** What is required **
Give back every entry below, exactly as written.

** Stored items **

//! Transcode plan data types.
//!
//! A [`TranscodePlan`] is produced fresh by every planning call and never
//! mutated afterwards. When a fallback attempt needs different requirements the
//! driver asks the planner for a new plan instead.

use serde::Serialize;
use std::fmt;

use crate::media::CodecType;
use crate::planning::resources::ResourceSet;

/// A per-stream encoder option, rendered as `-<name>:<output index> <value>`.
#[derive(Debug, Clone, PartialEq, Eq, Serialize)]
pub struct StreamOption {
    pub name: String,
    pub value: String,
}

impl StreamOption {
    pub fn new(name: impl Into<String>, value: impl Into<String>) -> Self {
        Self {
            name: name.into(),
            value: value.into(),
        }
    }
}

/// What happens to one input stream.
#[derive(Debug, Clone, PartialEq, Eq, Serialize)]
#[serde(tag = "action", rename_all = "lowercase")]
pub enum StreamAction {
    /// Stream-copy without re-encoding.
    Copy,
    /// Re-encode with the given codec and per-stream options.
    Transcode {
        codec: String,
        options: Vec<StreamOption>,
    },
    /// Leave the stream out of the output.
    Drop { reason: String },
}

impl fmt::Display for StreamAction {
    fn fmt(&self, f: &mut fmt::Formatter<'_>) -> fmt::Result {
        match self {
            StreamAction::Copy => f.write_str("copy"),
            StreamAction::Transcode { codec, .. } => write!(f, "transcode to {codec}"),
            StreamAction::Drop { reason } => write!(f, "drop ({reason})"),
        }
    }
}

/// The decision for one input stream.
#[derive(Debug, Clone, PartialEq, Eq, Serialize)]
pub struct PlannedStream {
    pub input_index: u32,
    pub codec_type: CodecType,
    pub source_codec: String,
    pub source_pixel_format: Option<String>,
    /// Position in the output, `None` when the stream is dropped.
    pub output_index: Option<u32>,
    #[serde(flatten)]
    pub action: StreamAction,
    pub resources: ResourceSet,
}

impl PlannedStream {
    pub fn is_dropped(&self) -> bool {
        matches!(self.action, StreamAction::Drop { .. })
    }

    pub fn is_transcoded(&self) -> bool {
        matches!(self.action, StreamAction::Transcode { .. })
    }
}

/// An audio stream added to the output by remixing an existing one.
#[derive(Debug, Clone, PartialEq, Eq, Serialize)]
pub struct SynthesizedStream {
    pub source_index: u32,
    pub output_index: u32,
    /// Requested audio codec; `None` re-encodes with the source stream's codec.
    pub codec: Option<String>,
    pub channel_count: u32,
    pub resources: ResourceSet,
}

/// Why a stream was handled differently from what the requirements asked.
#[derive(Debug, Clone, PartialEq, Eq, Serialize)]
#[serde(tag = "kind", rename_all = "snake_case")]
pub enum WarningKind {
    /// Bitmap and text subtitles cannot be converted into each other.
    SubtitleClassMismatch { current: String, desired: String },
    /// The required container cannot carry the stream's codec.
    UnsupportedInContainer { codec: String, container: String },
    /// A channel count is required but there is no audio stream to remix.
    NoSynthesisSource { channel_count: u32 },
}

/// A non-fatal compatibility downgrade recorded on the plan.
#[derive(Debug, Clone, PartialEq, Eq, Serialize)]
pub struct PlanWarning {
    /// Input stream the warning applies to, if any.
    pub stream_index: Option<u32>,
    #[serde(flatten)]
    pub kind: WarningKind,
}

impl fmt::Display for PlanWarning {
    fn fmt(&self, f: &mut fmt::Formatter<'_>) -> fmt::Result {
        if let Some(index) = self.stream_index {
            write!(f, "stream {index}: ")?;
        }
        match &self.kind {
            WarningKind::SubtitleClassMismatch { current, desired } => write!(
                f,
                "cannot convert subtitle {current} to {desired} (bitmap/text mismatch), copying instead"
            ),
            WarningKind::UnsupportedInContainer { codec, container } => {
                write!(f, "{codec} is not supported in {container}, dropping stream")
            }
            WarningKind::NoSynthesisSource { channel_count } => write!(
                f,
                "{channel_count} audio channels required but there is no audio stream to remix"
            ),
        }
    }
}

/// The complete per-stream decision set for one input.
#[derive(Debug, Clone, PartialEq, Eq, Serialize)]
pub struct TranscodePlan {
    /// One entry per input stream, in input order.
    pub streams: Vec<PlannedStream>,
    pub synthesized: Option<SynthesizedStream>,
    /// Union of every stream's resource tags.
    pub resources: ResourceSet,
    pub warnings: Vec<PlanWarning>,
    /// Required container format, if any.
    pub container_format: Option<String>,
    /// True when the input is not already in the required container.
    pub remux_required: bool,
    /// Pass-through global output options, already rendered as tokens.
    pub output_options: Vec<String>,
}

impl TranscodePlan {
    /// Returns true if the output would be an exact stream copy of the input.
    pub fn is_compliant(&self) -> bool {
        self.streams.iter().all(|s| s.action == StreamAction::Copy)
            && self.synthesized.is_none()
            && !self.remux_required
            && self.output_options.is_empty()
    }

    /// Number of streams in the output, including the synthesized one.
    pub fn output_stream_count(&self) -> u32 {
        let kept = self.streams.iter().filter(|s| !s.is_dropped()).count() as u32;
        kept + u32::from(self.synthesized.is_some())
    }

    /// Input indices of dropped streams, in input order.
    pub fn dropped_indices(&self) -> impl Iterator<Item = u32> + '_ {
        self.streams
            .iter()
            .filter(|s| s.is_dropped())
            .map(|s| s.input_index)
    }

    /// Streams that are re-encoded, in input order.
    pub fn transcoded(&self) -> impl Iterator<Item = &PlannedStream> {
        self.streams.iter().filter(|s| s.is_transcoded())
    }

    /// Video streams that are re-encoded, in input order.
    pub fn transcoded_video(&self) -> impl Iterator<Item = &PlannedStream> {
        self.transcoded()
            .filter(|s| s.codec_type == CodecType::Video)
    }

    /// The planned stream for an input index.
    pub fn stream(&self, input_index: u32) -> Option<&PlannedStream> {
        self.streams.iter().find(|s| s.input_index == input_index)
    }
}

** Solution to this exercise **
//! Transcode plan data types.
//!
//! A [`TranscodePlan`] is produced fresh by every planning call and never
//! mutated afterwards. When a fallback attempt needs different requirements the
//! driver asks the planner for a new plan instead.

use serde::Serialize;
use std::fmt;

use crate::media::CodecType;
use crate::planning::resources::ResourceSet;

/// A per-stream encoder option, rendered as `-<name>:<output index> <value>`.
#[derive(Debug, Clone, PartialEq, Eq, Serialize)]
pub struct StreamOption {
    pub name: String,
    pub value: String,
}

impl StreamOption {
    pub fn new(name: impl Into<String>, value: impl Into<String>) -> Self {
        Self {
            name: name.into(),
            value: value.into(),
        }
    }
}

/// What happens to one input stream.
#[derive(Debug, Clone, PartialEq, Eq, Serialize)]
#[serde(tag = "action", rename_all = "lowercase")]
pub enum StreamAction {
    /// Stream-copy without re-encoding.
    Copy,
    /// Re-encode with the given codec and per-stream options.
    Transcode {
        codec: String,
        options: Vec<StreamOption>,
    },
    /// Leave the stream out of the output.
    Drop { reason: String },
}

impl fmt::Display for StreamAction {
    fn fmt(&self, f: &mut fmt::Formatter<'_>) -> fmt::Result {
        match self {
            StreamAction::Copy => f.write_str("copy"),
            StreamAction::Transcode { codec, .. } => write!(f, "transcode to {codec}"),
            StreamAction::Drop { reason } => write!(f, "drop ({reason})"),
        }
    }
}

/// The decision for one input stream.
#[derive(Debug, Clone, PartialEq, Eq, Serialize)]
pub struct PlannedStream {
    pub input_index: u32,
    pub codec_type: CodecType,
    pub source_codec: String,
    pub source_pixel_format: Option<String>,
    /// Position in the output, `None` when the stream is dropped.
    pub output_index: Option<u32>,
    #[serde(flatten)]
    pub action: StreamAction,
    pub resources: ResourceSet,
}

impl PlannedStream {
    pub fn is_dropped(&self) -> bool {
        matches!(self.action, StreamAction::Drop { .. })
    }

    pub fn is_transcoded(&self) -> bool {
        matches!(self.action, StreamAction::Transcode { .. })
    }
}

/// An audio stream added to the output by remixing an existing one.
#[derive(Debug, Clone, PartialEq, Eq, Serialize)]
pub struct SynthesizedStream {
    pub source_index: u32,
    pub output_index: u32,
    /// Requested audio codec; `None` re-encodes with the source stream's codec.
    pub codec: Option<String>,
    pub channel_count: u32,
    pub resources: ResourceSet,
}

/// Why a stream was handled differently from what the requirements asked.
#[derive(Debug, Clone, PartialEq, Eq, Serialize)]
#[serde(tag = "kind", rename_all = "snake_case")]
pub enum WarningKind {
    /// Bitmap and text subtitles cannot be converted into each other.
    SubtitleClassMismatch { current: String, desired: String },
    /// The required container cannot carry the stream's codec.
    UnsupportedInContainer { codec: String, container: String },
    /// A channel count is required but there is no audio stream to remix.
    NoSynthesisSource { channel_count: u32 },
}

/// A non-fatal compatibility downgrade recorded on the plan.
#[derive(Debug, Clone, PartialEq, Eq, Serialize)]
pub struct PlanWarning {
    /// Input stream the warning applies to, if any.
    pub stream_index: Option<u32>,
    #[serde(flatten)]
    pub kind: WarningKind,
}

impl fmt::Display for PlanWarning {
    fn fmt(&self, f: &mut fmt::Formatter<'_>) -> fmt::Result {
        if let Some(index) = self.stream_index {
            write!(f, "stream {index}: ")?;
        }
        match &self.kind {
            WarningKind::SubtitleClassMismatch { current, desired } => write!(
                f,
                "cannot convert subtitle {current} to {desired} (bitmap/text mismatch), copying instead"
            ),
            WarningKind::UnsupportedInContainer { codec, container } => {
                write!(f, "{codec} is not supported in {container}, dropping stream")
            }
            WarningKind::NoSynthesisSource { channel_count } => write!(
                f,
                "{channel_count} audio channels required but there is no audio stream to remix"
            ),
        }
    }
}

/// The complete per-stream decision set for one input.
#[derive(Debug, Clone, PartialEq, Eq, Serialize)]
pub struct TranscodePlan {
    /// One entry per input stream, in input order.
    pub streams: Vec<PlannedStream>,
    pub synthesized: Option<SynthesizedStream>,
    /// Union of every stream's resource tags.
    pub resources: ResourceSet,
    pub warnings: Vec<PlanWarning>,
    /// Required container format, if any.
    pub container_format: Option<String>,
    /// True when the input is not already in the required container.
    pub remux_required: bool,
    /// Pass-through global output options, already rendered as tokens.
    pub output_options: Vec<String>,
}

impl TranscodePlan {
    /// Returns true if the output would be an exact stream copy of the input.
    pub fn is_compliant(&self) -> bool {
        self.streams.iter().all(|s| s.action == StreamAction::Copy)
            && self.synthesized.is_none()
            && !self.remux_required
            && self.output_options.is_empty()
    }

    /// Number of streams in the output, including the synthesized one.
    pub fn output_stream_count(&self) -> u32 {
        let kept = self.streams.iter().filter(|s| !s.is_dropped()).count() as u32;
        kept + u32::from(self.synthesized.is_some())
    }

    /// Input indices of dropped streams, in input order.
    pub fn dropped_indices(&self) -> impl Iterator<Item = u32> + '_ {
        self.streams
            .iter()
            .filter(|s| s.is_dropped())
            .map(|s| s.input_index)
    }

    /// Streams that are re-encoded, in input order.
    pub fn transcoded(&self) -> impl Iterator<Item = &PlannedStream> {
        self.streams.iter().filter(|s| s.is_transcoded())
    }

    /// Video streams that are re-encoded, in input order.
    pub fn transcoded_video(&self) -> impl Iterator<Item = &PlannedStream> {
        self.transcoded()
            .filter(|s| s.codec_type == CodecType::Video)
    }

    /// The planned stream for an input index.
    pub fn stream(&self, input_index: u32) -> Option<&PlannedStream> {
        self.streams.iter().find(|s| s.input_index == input_index)
    }
}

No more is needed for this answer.